● **Exercise goal**
Once you have located the line containing "use serde::Serialize;" in the material below, return it exactly along with each line after it through the line containing "are kept; a".

● **Task material**
<<<<

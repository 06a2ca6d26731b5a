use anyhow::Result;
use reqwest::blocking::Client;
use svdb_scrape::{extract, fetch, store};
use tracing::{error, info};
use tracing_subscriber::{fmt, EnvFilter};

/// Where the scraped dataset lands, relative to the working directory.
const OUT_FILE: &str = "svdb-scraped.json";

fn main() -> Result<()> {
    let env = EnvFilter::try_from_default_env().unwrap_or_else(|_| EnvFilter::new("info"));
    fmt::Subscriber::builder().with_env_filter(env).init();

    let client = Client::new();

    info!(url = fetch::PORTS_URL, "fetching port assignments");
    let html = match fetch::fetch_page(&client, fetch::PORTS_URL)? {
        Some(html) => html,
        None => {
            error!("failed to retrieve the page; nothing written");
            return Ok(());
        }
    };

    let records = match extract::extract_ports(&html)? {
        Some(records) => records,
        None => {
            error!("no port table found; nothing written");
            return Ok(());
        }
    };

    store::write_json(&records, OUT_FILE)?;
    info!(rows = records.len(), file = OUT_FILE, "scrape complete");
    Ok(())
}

>>>>
<<<<

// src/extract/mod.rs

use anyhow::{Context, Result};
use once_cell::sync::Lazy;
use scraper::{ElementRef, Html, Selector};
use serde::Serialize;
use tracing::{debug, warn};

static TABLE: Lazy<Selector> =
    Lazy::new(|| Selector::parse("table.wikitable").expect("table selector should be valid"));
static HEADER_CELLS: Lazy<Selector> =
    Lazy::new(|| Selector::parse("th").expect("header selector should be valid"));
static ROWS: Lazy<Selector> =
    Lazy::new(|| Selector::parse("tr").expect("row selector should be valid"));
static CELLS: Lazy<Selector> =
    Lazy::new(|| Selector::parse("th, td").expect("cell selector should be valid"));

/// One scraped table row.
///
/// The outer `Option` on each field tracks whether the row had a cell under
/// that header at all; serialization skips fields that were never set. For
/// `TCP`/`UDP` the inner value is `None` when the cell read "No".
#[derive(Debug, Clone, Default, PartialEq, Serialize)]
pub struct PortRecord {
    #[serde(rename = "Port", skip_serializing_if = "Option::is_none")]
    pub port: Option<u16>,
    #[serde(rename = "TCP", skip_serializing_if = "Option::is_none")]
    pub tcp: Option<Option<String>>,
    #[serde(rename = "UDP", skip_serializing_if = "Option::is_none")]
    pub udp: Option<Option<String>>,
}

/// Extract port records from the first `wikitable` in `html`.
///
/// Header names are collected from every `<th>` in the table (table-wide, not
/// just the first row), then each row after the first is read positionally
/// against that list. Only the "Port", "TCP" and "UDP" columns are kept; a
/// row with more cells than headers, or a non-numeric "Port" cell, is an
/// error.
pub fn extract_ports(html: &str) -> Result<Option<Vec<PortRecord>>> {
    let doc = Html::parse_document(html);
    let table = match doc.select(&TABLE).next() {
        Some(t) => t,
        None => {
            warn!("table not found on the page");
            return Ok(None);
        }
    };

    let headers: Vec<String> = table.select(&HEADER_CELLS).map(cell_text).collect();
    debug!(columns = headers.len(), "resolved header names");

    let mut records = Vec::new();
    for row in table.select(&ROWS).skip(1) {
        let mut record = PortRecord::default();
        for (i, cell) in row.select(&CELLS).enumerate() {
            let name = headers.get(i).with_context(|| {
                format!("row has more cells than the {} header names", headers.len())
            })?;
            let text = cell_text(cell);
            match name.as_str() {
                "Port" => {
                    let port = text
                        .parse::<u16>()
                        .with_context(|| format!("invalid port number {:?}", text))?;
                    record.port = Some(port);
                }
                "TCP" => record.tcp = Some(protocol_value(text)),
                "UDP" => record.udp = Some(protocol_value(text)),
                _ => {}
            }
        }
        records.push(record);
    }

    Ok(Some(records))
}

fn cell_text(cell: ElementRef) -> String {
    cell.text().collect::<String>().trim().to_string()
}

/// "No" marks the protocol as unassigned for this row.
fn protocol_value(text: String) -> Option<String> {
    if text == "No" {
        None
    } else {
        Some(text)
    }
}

>>>>

● **Task output**
use serde::Serialize;
use tracing::{debug, warn};

static TABLE: Lazy<Selector> =
    Lazy::new(|| Selector::parse("table.wikitable").expect("table selector should be valid"));
static HEADER_CELLS: Lazy<Selector> =
    Lazy::new(|| Selector::parse("th").expect("header selector should be valid"));
static ROWS: Lazy<Selector> =
    Lazy::new(|| Selector::parse("tr").expect("row selector should be valid"));
static CELLS: Lazy<Selector> =
    Lazy::new(|| Selector::parse("th, td").expect("cell selector should be valid"));

/// One scraped table row.
///
/// The outer `Option` on each field tracks whether the row had a cell under
/// that header at all; serialization skips fields that were never set. For
/// `TCP`/`UDP` the inner value is `None` when the cell read "No".
#[derive(Debug, Clone, Default, PartialEq, Serialize)]
pub struct PortRecord {
    #[serde(rename = "Port", skip_serializing_if = "Option::is_none")]
    pub port: Option<u16>,
    #[serde(rename = "TCP", skip_serializing_if = "Option::is_none")]
    pub tcp: Option<Option<String>>,
    #[serde(rename = "UDP", skip_serializing_if = "Option::is_none")]
    pub udp: Option<Option<String>>,
}

/// Extract port records from the first `wikitable` in `html`.
///
/// Header names are collected from every `<th>` in the table (table-wide, not
/// just the first row), then each row after the first is read positionally
/// against that list. Only the "Port", "TCP" and "UDP" columns are kept; a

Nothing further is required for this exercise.